BEGIN

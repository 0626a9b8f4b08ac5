//! User CRUD endpoints.
//!
//! - POST   /api/v1/users
//! - GET    /api/v1/users?skip=N&limit=M
//! - GET    /api/v1/users/:id
//! - PUT    /api/v1/users/:id
//! - DELETE /api/v1/users/:id

use argon2::password_hash::rand_core::OsRng;
use argon2::password_hash::{PasswordHasher, SaltString};
use argon2::Argon2;
use axum::extract::{Path, Query, State};
use axum::http::StatusCode;
use axum::Json;
use serde::{Deserialize, Serialize};
use utoipa::{IntoParams, ToSchema};
use uuid::Uuid;

use crate::db::queries::{self, InsertUserParams, UserUpdate};
use crate::db::models;
use crate::errors::{AppError, ErrorResponse};
use crate::state::AppState;

const DUPLICATE_EMAIL_MESSAGE: &str = "Email already registered";

/// Default page size for user listing.
const DEFAULT_PAGE_LIMIT: i64 = 10;
/// Maximum page size for user listing.
const MAX_PAGE_LIMIT: i64 = 100;

#[derive(Debug, Deserialize, ToSchema)]
pub struct CreateUserRequest {
    pub username: String,
    pub email: String,
    pub password: String,
    pub gender: Option<String>,
    pub location: Option<String>,
    pub preferences: Option<Vec<String>>,
}

/// All fields optional; omitted fields keep their stored value.
#[derive(Debug, Deserialize, ToSchema)]
pub struct UpdateUserRequest {
    pub username: Option<String>,
    pub email: Option<String>,
    pub gender: Option<String>,
    pub location: Option<String>,
    pub preferences: Option<Vec<String>>,
}

#[derive(Debug, Deserialize, IntoParams)]
pub struct ListUsersQuery {
    /// Number of users to skip (default 0)
    pub skip: Option<i64>,
    /// Maximum number of users to return (default 10, max 100)
    pub limit: Option<i64>,
}

#[derive(Debug, Serialize, ToSchema)]
pub struct UserResponse {
    pub user_id: Uuid,
    pub username: String,
    pub email: String,
    pub gender: Option<String>,
    pub location: Option<String>,
    pub preferences: Option<Vec<String>>,
    /// Account creation time (ISO 8601)
    pub date_joined: String,
}

impl From<models::User> for UserResponse {
    fn from(u: models::User) -> Self {
        let preferences = u
            .preferences
            .and_then(|v| serde_json::from_value::<Vec<String>>(v).ok());
        Self {
            user_id: u.user_id,
            username: u.username,
            email: u.email,
            gender: u.gender,
            location: u.location,
            preferences,
            date_joined: u.date_joined.to_rfc3339(),
        }
    }
}

fn validate_username(username: &str) -> Result<(), AppError> {
    if username.trim().len() < 3 {
        return Err(AppError::Validation(
            "Username must be at least 3 characters".to_string(),
        ));
    }
    Ok(())
}

fn validate_email(email: &str) -> Result<(), AppError> {
    if !email.contains('@') || email.trim().is_empty() {
        return Err(AppError::Validation("Invalid email address".to_string()));
    }
    Ok(())
}

fn hash_password(password: &str) -> Result<String, AppError> {
    if password.len() < 6 {
        return Err(AppError::Validation(
            "Password must be at least 6 characters".to_string(),
        ));
    }
    let salt = SaltString::generate(&mut OsRng);
    Argon2::default()
        .hash_password(password.as_bytes(), &salt)
        .map(|h| h.to_string())
        .map_err(|e| AppError::Internal(format!("Password hashing failed: {}", e)))
}

fn preferences_to_json(preferences: Option<Vec<String>>) -> Option<serde_json::Value> {
    preferences.map(|p| serde_json::Value::from(p))
}

/// Create a new user account.
#[utoipa::path(
    post,
    path = "/api/v1/users",
    tag = "Users",
    request_body = CreateUserRequest,
    responses(
        (status = 201, description = "User created", body = UserResponse),
        (status = 400, description = "Invalid input or duplicate email", body = ErrorResponse),
    )
)]
pub async fn create_user(
    State(state): State<AppState>,
    Json(request): Json<CreateUserRequest>,
) -> Result<(StatusCode, Json<UserResponse>), AppError> {
    validate_username(&request.username)?;
    validate_email(&request.email)?;
    let password_hash = hash_password(&request.password)?;

    let user = queries::insert_user(
        &state.pool,
        InsertUserParams {
            username: request.username,
            email: request.email,
            password_hash,
            gender: request.gender,
            location: request.location,
            preferences: preferences_to_json(request.preferences),
        },
    )
    .await
    .map_err(|e| AppError::from_constraint(e, DUPLICATE_EMAIL_MESSAGE))?;

    Ok((StatusCode::CREATED, Json(UserResponse::from(user))))
}

/// List users, paginated.
#[utoipa::path(
    get,
    path = "/api/v1/users",
    tag = "Users",
    params(ListUsersQuery),
    responses(
        (status = 200, description = "List of users", body = Vec<UserResponse>),
    )
)]
pub async fn list_users(
    State(state): State<AppState>,
    Query(params): Query<ListUsersQuery>,
) -> Result<Json<Vec<UserResponse>>, AppError> {
    let skip = params.skip.unwrap_or(0).max(0);
    let limit = params
        .limit
        .unwrap_or(DEFAULT_PAGE_LIMIT)
        .clamp(1, MAX_PAGE_LIMIT);

    let users = queries::list_users(&state.pool, skip, limit).await?;
    Ok(Json(users.into_iter().map(UserResponse::from).collect()))
}

/// Get a single user by id.
#[utoipa::path(
    get,
    path = "/api/v1/users/{user_id}",
    tag = "Users",
    params(("user_id" = Uuid, Path, description = "User UUID")),
    responses(
        (status = 200, description = "The user", body = UserResponse),
        (status = 404, description = "User not found", body = ErrorResponse),
    )
)]
pub async fn get_user(
    State(state): State<AppState>,
    Path(user_id): Path<Uuid>,
) -> Result<Json<UserResponse>, AppError> {
    let user = queries::get_user(&state.pool, user_id)
        .await?
        .ok_or_else(|| AppError::NotFound(format!("User {} not found", user_id)))?;
    Ok(Json(UserResponse::from(user)))
}

/// Update a user. Omitted fields are left unchanged (field-by-field merge).
#[utoipa::path(
    put,
    path = "/api/v1/users/{user_id}",
    tag = "Users",
    params(("user_id" = Uuid, Path, description = "User UUID")),
    request_body = UpdateUserRequest,
    responses(
        (status = 200, description = "Updated user", body = UserResponse),
        (status = 400, description = "Invalid input or duplicate email", body = ErrorResponse),
        (status = 404, description = "User not found", body = ErrorResponse),
    )
)]
pub async fn update_user(
    State(state): State<AppState>,
    Path(user_id): Path<Uuid>,
    Json(request): Json<UpdateUserRequest>,
) -> Result<Json<UserResponse>, AppError> {
    if let Some(ref username) = request.username {
        validate_username(username)?;
    }
    if let Some(ref email) = request.email {
        validate_email(email)?;
    }

    let update = UserUpdate {
        username: request.username,
        email: request.email,
        gender: request.gender,
        location: request.location,
        preferences: preferences_to_json(request.preferences),
    };

    let user = queries::update_user(&state.pool, user_id, update)
        .await
        .map_err(|e| AppError::from_constraint(e, DUPLICATE_EMAIL_MESSAGE))?
        .ok_or_else(|| AppError::NotFound(format!("User {} not found", user_id)))?;

    Ok(Json(UserResponse::from(user)))
}

/// Delete a user and, via cascade, their wardrobe, outfits, and suggestions.
#[utoipa::path(
    delete,
    path = "/api/v1/users/{user_id}",
    tag = "Users",
    params(("user_id" = Uuid, Path, description = "User UUID")),
    responses(
        (status = 204, description = "User deleted"),
        (status = 404, description = "User not found", body = ErrorResponse),
    )
)]
pub async fn delete_user(
    State(state): State<AppState>,
    Path(user_id): Path<Uuid>,
) -> Result<StatusCode, AppError> {
    if !queries::delete_user(&state.pool, user_id).await? {
        return Err(AppError::NotFound(format!("User {} not found", user_id)));
    }
    Ok(StatusCode::NO_CONTENT)
}

#[cfg(test)]
mod tests {
    use super::*;

    #[test]
    fn test_validate_username_too_short() {
        assert!(validate_username("ab").is_err());
        assert!(validate_username("abc").is_ok());
    }

    #[test]
    fn test_validate_username_whitespace_not_counted() {
        assert!(validate_username("  a  ").is_err());
    }

    #[test]
    fn test_validate_email() {
        assert!(validate_email("user@example.com").is_ok());
        assert!(validate_email("not-an-email").is_err());
    }

    #[test]
    fn test_hash_password_rejects_short() {
        assert!(hash_password("12345").is_err());
    }

    #[test]
    fn test_hash_password_produces_phc_string() {
        let hash = hash_password("hunter22").unwrap();
        assert!(hash.starts_with("$argon2"));
    }

    #[test]
    fn test_preferences_round_trip() {
        let value = preferences_to_json(Some(vec!["casual".to_string(), "vintage".to_string()]));
        let back: Vec<String> = serde_json::from_value(value.unwrap()).unwrap();
        assert_eq!(back, vec!["casual", "vintage"]);
        assert_eq!(preferences_to_json(None), None);
    }
}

END

Task. Once you have read the entries above, state how many of their lines include "derive", giving the number alone.

Task response. 4